Boulder-based prophylactic manufacturer Sir Richard's Condom Co. has announced it will provide free boxes of its products to any and all Hobby Lobby employees who ask for them.
The social-media-driven campaign comes in the wake of a U.S. Supreme Court ruling last month that gave the arts-and-crafts retailer — and certain other businesses whose owners have religious objections — the right to opt out of paying for some contraceptives for their female employees previously mandated under the Affordable Care Act.
In a post on its company Facebook page on Tuesday, Sir Richard's representatives wrote, "We believe everyone has the right to enjoy mind-blowing safe sex. So... we are offering a free box of condoms to any Hobby Lobby employees who want them. Just message us on Facebook with your name and address and we'll send you a free box of Sir Richard's."
Company CEO Tracey Forster said that as of Wednesday afternoon, Sir Richard's had received 14 requests from people claiming to be Hobby Lobby employees across the country, and had shipped out 14 boxes of condoms.
"We believe that we are the experts in sexual health and wellness," Forster said. "I know that SCOTUS decision was not directly related to condom use, but it was related to contraceptive use, and we believe that everyone should have a right to mind-blowing safe sex."
Store managers at the Hobby Lobby locations in Louisville, Longmont and Broomfield declined to comment on the Sir Richard's offer. Messages left for a corporate spokesperson were not returned Wednesday afternoon.
The Supreme Court, in a 5-4 decision, ruled June 30 that certain "closely held" businesses, like family-owned Hobby Lobby, have the right to avoid the contraceptive requirements of the Affordable Care Act if they violate their religious beliefs.
In a news release posted to its website, the Becket Fund law firm, which represented Hobby Lobby before the Supreme Court, points out that the company has no objection to providing 16 of the 20 preventive contraceptives mandated by the federal healthcare law. The Green family, founders and owners of Hobby Lobby, specifically objected to paying for birth control methods they feel are potentially life-terminating.

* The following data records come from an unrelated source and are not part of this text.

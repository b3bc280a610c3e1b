//! Unit-of-work boundary controller
//!
//! Owns one interceptor chain per [`UnitOfWorkStrategy`] and runs protected
//! bodies through the chain their operation selects.
//!
//! | Strategy | Chain, outermost first |
//! |---|---|
//! | `Embedded` | transaction(0), lock(0) |
//! | `ForcedNested` | transaction(0), lock+requires_new(0) |
//! | `PriorityReordered` | lock(-1), transaction(0) |
//! | `CommitJoined` | transaction(0), lock+commit_joined(0) |
//!
//! `Embedded` and `PriorityReordered` use the very same interceptors; only the
//! lock interceptor's order differs. [`BoundaryController::execute_with_chain`]
//! accepts any other arrangement.

use crate::interceptor::{
    Interceptor, InterceptorChain, Invocation, LockInterceptor, LockScope, Proceed,
    TransactionInterceptor,
};
use crate::invoker::{Acquisition, CriticalSectionInvoker};
use crate::operation::{ProtectedOperation, UnitOfWorkStrategy};
use std::sync::Arc;
use strata_concurrency::{TransactionManager, UnitOfWork};
use strata_core::{Interrupt, StrataError, StrataResult, Value};
use tracing::debug;

/// Order given to the lock interceptor by `PriorityReordered`
pub const LOCK_FIRST_ORDER: i32 = -1;

/// Runs protected bodies under their operation's strategy
pub struct BoundaryController {
    manager: Arc<TransactionManager>,
    invoker: Arc<CriticalSectionInvoker>,
    embedded: InterceptorChain,
    forced_nested: InterceptorChain,
    priority_reordered: InterceptorChain,
    commit_joined: InterceptorChain,
}

impl BoundaryController {
    /// Build the chain of every strategy
    pub fn new(manager: Arc<TransactionManager>, invoker: Arc<CriticalSectionInvoker>) -> Self {
        let mut controller = Self {
            manager,
            invoker,
            embedded: InterceptorChain::default(),
            forced_nested: InterceptorChain::default(),
            priority_reordered: InterceptorChain::default(),
            commit_joined: InterceptorChain::default(),
        };
        controller.embedded = controller.build_chain(UnitOfWorkStrategy::Embedded);
        controller.forced_nested = controller.build_chain(UnitOfWorkStrategy::ForcedNested);
        controller.priority_reordered =
            controller.build_chain(UnitOfWorkStrategy::PriorityReordered);
        controller.commit_joined = controller.build_chain(UnitOfWorkStrategy::CommitJoined);
        controller
    }

    /// Transaction interceptor at `order`
    pub fn transaction_interceptor(&self, order: i32) -> Arc<dyn Interceptor> {
        Arc::new(TransactionInterceptor::new(Arc::clone(&self.manager)).with_order(order))
    }

    /// Lock interceptor with `scope` at `order`
    pub fn lock_interceptor(&self, scope: LockScope, order: i32) -> Arc<dyn Interceptor> {
        Arc::new(
            LockInterceptor::new(Arc::clone(&self.invoker), Arc::clone(&self.manager), scope)
                .with_order(order),
        )
    }

    fn build_chain(&self, strategy: UnitOfWorkStrategy) -> InterceptorChain {
        let (scope, lock_order) = match strategy {
            UnitOfWorkStrategy::Embedded => (LockScope::Ambient, 0),
            UnitOfWorkStrategy::ForcedNested => (LockScope::RequiresNew, 0),
            UnitOfWorkStrategy::PriorityReordered => (LockScope::Ambient, LOCK_FIRST_ORDER),
            UnitOfWorkStrategy::CommitJoined => (LockScope::CommitJoined, 0),
        };
        InterceptorChain::new(vec![
            self.transaction_interceptor(0),
            self.lock_interceptor(scope, lock_order),
        ])
    }

    /// Chain used for `strategy`
    pub fn chain(&self, strategy: UnitOfWorkStrategy) -> &InterceptorChain {
        match strategy {
            UnitOfWorkStrategy::Embedded => &self.embedded,
            UnitOfWorkStrategy::ForcedNested => &self.forced_nested,
            UnitOfWorkStrategy::PriorityReordered => &self.priority_reordered,
            UnitOfWorkStrategy::CommitJoined => &self.commit_joined,
        }
    }

    /// Transaction manager
    pub fn manager(&self) -> &Arc<TransactionManager> {
        &self.manager
    }

    /// Critical-section invoker
    pub fn invoker(&self) -> &Arc<CriticalSectionInvoker> {
        &self.invoker
    }

    /// Run `body` as `operation` under the operation's strategy
    ///
    /// `ambient` is the caller's unit of work, if any; strategies that join
    /// the ambient unit of work leave its commit to the caller.
    ///
    /// # Errors
    ///
    /// Key resolution, interrupt, body and commit errors propagate. A lock
    /// that could not be obtained is `Ok(Acquisition::NotAcquired)`.
    pub fn execute<T, F>(
        &self,
        operation: &ProtectedOperation,
        args: &[Value],
        interrupt: &Interrupt,
        ambient: Option<&UnitOfWork>,
        body: F,
    ) -> StrataResult<Acquisition<T>>
    where
        F: FnOnce(&UnitOfWork) -> StrataResult<T>,
    {
        let chain = self.chain(operation.strategy);
        self.execute_with_chain(chain, operation, args, interrupt, ambient, body)
    }

    /// Run `body` as `operation` through an explicit chain
    ///
    /// # Errors
    ///
    /// As [`BoundaryController::execute`].
    pub fn execute_with_chain<T, F>(
        &self,
        chain: &InterceptorChain,
        operation: &ProtectedOperation,
        args: &[Value],
        interrupt: &Interrupt,
        ambient: Option<&UnitOfWork>,
        body: F,
    ) -> StrataResult<Acquisition<T>>
    where
        F: FnOnce(&UnitOfWork) -> StrataResult<T>,
    {
        debug!(
            operation = %operation.name,
            strategy = %operation.strategy,
            chain = ?chain,
            "Executing protected operation"
        );

        let mut body = Some(body);
        let mut output = None;
        let mut run = |uow: &UnitOfWork| -> StrataResult<()> {
            let f = body
                .take()
                .ok_or_else(|| StrataError::internal("protected body entered twice"))?;
            output = Some(f(uow)?);
            Ok(())
        };

        let mut invocation = Invocation::new(operation, args, interrupt).with_ambient(ambient.cloned());
        match chain.run(&mut invocation, &mut run)? {
            Proceed::Completed => output.map(Acquisition::Acquired).ok_or_else(|| {
                StrataError::internal(format!(
                    "chain for '{}' completed without running the body",
                    operation.name
                ))
            }),
            Proceed::NotAcquired => Ok(Acquisition::NotAcquired),
        }
    }
}
//! Contention Tests
//!
//! A lock that cannot be obtained within the wait time is a normal outcome;
//! an interrupted wait is a failure.

use crate::common::*;
use std::thread;
use std::time::{Duration, Instant};

const HOLD: Duration = Duration::from_secs(10);

fn hold_lock(service: &StockService) -> stratalock::LockGuard {
    service
        .coordinator()
        .acquire(&LockKey::new(LOCK_NAME), Duration::ZERO, HOLD, &Interrupt::new())
        .unwrap()
        .into_guard()
        .unwrap()
}

fn short_wait(strategy: UnitOfWorkStrategy) -> ProtectedOperation {
    ProtectedOperation::new(format!("short_wait_{}", strategy), "#lockName")
        .params(["lockName", "id", "quantity"])
        .wait(Duration::from_millis(30))
        .strategy(strategy)
}

#[test]
fn timeout_returns_not_acquired_without_running_body() {
    let service = seeded_service(10, Duration::ZERO);
    let _held = hold_lock(&service);

    for strategy in UnitOfWorkStrategy::ALL {
        let op = short_wait(strategy);
        service.register(op.clone()).unwrap();

        let start = Instant::now();
        let result = service
            .call(&op.name, &CallOptions::default(), LOCK_NAME, STOCK, 1)
            .unwrap();
        assert_eq!(result, Acquisition::NotAcquired, "{}", strategy);
        assert!(start.elapsed() >= op.wait);
    }

    assert_eq!(service.body_invocations(), 0);
    assert_eq!(service.quantity_of(STOCK).unwrap(), 10);
    assert_eq!(service.lock_metrics().timed_out, 4);
}

#[test]
fn waiter_proceeds_after_holder_releases() {
    let service = seeded_service(10, Duration::ZERO);
    let held = hold_lock(&service);

    let waiter = {
        let service = std::sync::Arc::clone(&service);
        thread::spawn(move || service.decrease(UnitOfWorkStrategy::CommitJoined, LOCK_NAME, STOCK, 1))
    };
    thread::sleep(Duration::from_millis(30));
    assert_eq!(service.body_invocations(), 0);

    drop(held);
    let result = waiter.join().unwrap().unwrap();
    assert!(result.is_acquired());
    assert_eq!(service.quantity_of(STOCK).unwrap(), 9);
}

#[test]
fn timeouts_under_load_leave_counter_consistent() {
    // Each body holds the lock for at least the commit latency, so with a
    // wait shorter than the queue some callers give up
    let service = seeded_service(INITIAL_QUANTITY, Duration::from_millis(5));
    let op = ProtectedOperation::new("impatient", "#lockName")
        .params(["lockName", "id", "quantity"])
        .wait(Duration::from_millis(20))
        .strategy(UnitOfWorkStrategy::CommitJoined);
    service.register(op).unwrap();

    let tally = run_callers(|_| service.call("impatient", &CallOptions::default(), LOCK_NAME, STOCK, 1));

    assert_eq!(tally.failed(), 0);
    assert!(tally.not_acquired() > 0);
    assert_eq!(tally.acquired() + tally.not_acquired(), CALLERS);
    assert_eq!(service.body_invocations(), tally.acquired());
    assert_eq!(
        service.quantity_of(STOCK).unwrap(),
        INITIAL_QUANTITY - tally.acquired()
    );
}

#[test]
fn interrupt_while_waiting_propagates() {
    let service = seeded_service(10, Duration::ZERO);
    let _held = hold_lock(&service);
    let interrupt = Interrupt::new();

    let waiter = {
        let service = std::sync::Arc::clone(&service);
        let options = CallOptions::default().with_interrupt(interrupt.clone());
        thread::spawn(move || {
            service.decrease_within(&options, UnitOfWorkStrategy::ForcedNested, LOCK_NAME, STOCK, 1)
        })
    };
    thread::sleep(Duration::from_millis(30));
    interrupt.interrupt();

    let err = waiter.join().unwrap().unwrap_err();
    assert!(matches!(err, StrataError::LockInterrupted { .. }));
    assert_eq!(service.body_invocations(), 0);
    assert_eq!(service.lock_metrics().interrupted, 1);
    assert_eq!(service.quantity_of(STOCK).unwrap(), 10);
}

#[test]
fn interrupt_rolls_back_ambient_work_of_the_call() {
    let service = seeded_service(10, Duration::ZERO);
    let _held = hold_lock(&service);
    let interrupt = Interrupt::new();
    interrupt.interrupt();

    let before = service.transaction_metrics();
    let err = service
        .decrease_within(
            &CallOptions::default().with_interrupt(interrupt),
            UnitOfWorkStrategy::Embedded,
            LOCK_NAME,
            STOCK,
            1,
        )
        .unwrap_err();
    assert!(matches!(err, StrataError::LockInterrupted { .. }));

    // The transaction interceptor began a unit of work and rolled it back
    let after = service.transaction_metrics();
    assert_eq!(after.started, before.started + 1);
    assert_eq!(after.aborted, before.aborted + 1);
}
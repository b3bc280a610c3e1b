//! Interrupt token for threads blocked on lock acquisition
//!
//! Rust threads cannot be interrupted from the outside, so a caller that wants
//! to abandon a blocked `acquire` hands the backend an [`Interrupt`] and fires
//! it from another thread. Backends observe the flag while waiting and report
//! `StrataError::LockInterrupted`.

use std::sync::atomic::{AtomicBool, Ordering};
use std::sync::Arc;

/// Shared, cloneable interrupt flag
///
/// Once fired, an interrupt stays fired. Clones observe the same flag.
#[derive(Debug, Clone, Default)]
pub struct Interrupt {
    fired: Arc<AtomicBool>,
}

impl Interrupt {
    /// Create a token that has not fired
    pub fn new() -> Self {
        Self::default()
    }

    /// Fire the interrupt
    pub fn interrupt(&self) {
        self.fired.store(true, Ordering::Release);
    }

    /// True once `interrupt` has been called on this token or any clone
    pub fn is_interrupted(&self) -> bool {
        self.fired.load(Ordering::Acquire)
    }
}
//! In-memory committed store
//!
//! Reference implementation of [`Storage`] for stock records.
//!
//! # Design
//!
//! - DashMap: sharded map from `StockId` to the latest committed record
//! - AtomicU64: highest applied commit version
//! - Optional commit latency: `apply` sleeps before publishing a batch,
//!   standing in for the flush and fsync a durable engine performs. The
//!   latency widens the window between "commit started" and "commit visible",
//!   which is what makes a lock released before commit observable in tests.

use dashmap::DashMap;
use parking_lot::Mutex;
use std::sync::atomic::{AtomicU64, Ordering};
use std::time::Duration;
use strata_core::traits::Storage;
use strata_core::{Stock, StockId, StrataResult, VersionedStock};
use tracing::trace;

/// DashMap-backed committed store
#[derive(Debug, Default)]
pub struct MemoryStore {
    records: DashMap<StockId, VersionedStock>,
    version: AtomicU64,
    commit_latency: Duration,
    /// Serializes batch publication so that two batches never interleave
    publish: Mutex<()>,
}

impl MemoryStore {
    /// Create an empty store with no simulated commit latency
    pub fn new() -> Self {
        Self::default()
    }

    /// Create an empty store whose commits take at least `latency`
    pub fn with_commit_latency(latency: Duration) -> Self {
        Self {
            commit_latency: latency,
            ..Self::default()
        }
    }

    /// Simulated commit latency
    pub fn commit_latency(&self) -> Duration {
        self.commit_latency
    }

    /// Number of stored records
    pub fn len(&self) -> usize {
        self.records.len()
    }

    /// True if nothing has been committed
    pub fn is_empty(&self) -> bool {
        self.records.is_empty()
    }

    /// Remove every record (test teardown)
    pub fn clear(&self) {
        let _publish = self.publish.lock();
        self.records.clear();
    }
}

impl Storage for MemoryStore {
    fn get(&self, id: StockId) -> StrataResult<Option<VersionedStock>> {
        Ok(self.records.get(&id).map(|entry| entry.value().clone()))
    }

    fn apply(&self, writes: &[Stock], commit_version: u64) -> StrataResult<()> {
        if !self.commit_latency.is_zero() {
            std::thread::sleep(self.commit_latency);
        }

        let _publish = self.publish.lock();
        for stock in writes {
            self.records.insert(
                stock.id(),
                VersionedStock {
                    stock: stock.clone(),
                    version: commit_version,
                },
            );
        }
        self.version.fetch_max(commit_version, Ordering::AcqRel);
        trace!(commit_version, writes = writes.len(), "Applied commit");
        Ok(())
    }

    fn current_version(&self) -> u64 {
        self.version.load(Ordering::Acquire)
    }
}
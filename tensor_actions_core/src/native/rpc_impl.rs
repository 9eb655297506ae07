// Native chain client wrapping solana_client::RpcClient

use crate::error::CoreError;
use crate::rpc_client::{ChainClient, RpcResult};
use async_trait::async_trait;
use log::debug;
use solana_client::rpc_client::RpcClient as SolanaRpcClient;
use solana_sdk::commitment_config::CommitmentConfig;
use std::sync::Arc;

/// Native chain client wrapping the blocking `solana_client::RpcClient`;
/// calls are moved onto the blocking pool.
pub struct NativeChainClient {
    client: Arc<SolanaRpcClient>,
}

impl NativeChainClient {
    /// Create a new native chain client
    pub fn new(endpoint: String) -> Self {
        Self {
            client: Arc::new(SolanaRpcClient::new(endpoint)),
        }
    }

    /// Create from existing Arc<RpcClient>
    pub fn from_arc(client: Arc<SolanaRpcClient>) -> Self {
        Self { client }
    }
}

#[async_trait]
impl ChainClient for NativeChainClient {
    async fn latest_blockhash(&self) -> RpcResult<String> {
        debug!("Native RPC: get_latest_blockhash");

        let client = self.client.clone();
        let blockhash = tokio::task::spawn_blocking(move || client.get_latest_blockhash())
            .await
            .map_err(|e| CoreError::Rpc(format!("Task join error: {}", e)))?
            .map_err(|e| CoreError::Rpc(format!("get_latest_blockhash failed: {}", e)))?;

        Ok(blockhash.to_string())
    }

    async fn finalized_blockhash(&self) -> RpcResult<String> {
        debug!("Native RPC: get_latest_blockhash (finalized)");

        let client = self.client.clone();
        let (blockhash, _last_valid_height) = tokio::task::spawn_blocking(move || {
            client.get_latest_blockhash_with_commitment(CommitmentConfig::finalized())
        })
        .await
        .map_err(|e| CoreError::Rpc(format!("Task join error: {}", e)))?
        .map_err(|e| CoreError::Rpc(format!("get_latest_blockhash failed: {}", e)))?;

        Ok(blockhash.to_string())
    }
}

"The Green family cannot provide or pay for four potentially life-threatening drugs and devices," the news release states. "These drugs include Plan B and Ella, the so-called morning-after pill and the week-after pill. Covering these drugs and devices would violate their deeply held religious belief that life begins at the moment of conception, when an egg is fertilized."
Hobby Lobby did not object to paying for "barrier methods," including diaphragms and sponges.
"Hobby Lobby will continue its longstanding practice of covering these preventive contraceptives for its employees," the Becket Fund release said.
Sir Richard's social media campaign was conceived by local ad firm TDA_Boulder, the same agency that earlier this year created a "pairing menu" ad campaign linking weed strains with entrees at Hapa Sushi.
Sir Richard's headquarters is located at 3980 Broadway in north Boulder. Its natural latex condoms are available in an estimated 8,500 stores nationwide, Forster said.
The Associated Press contributed to this report.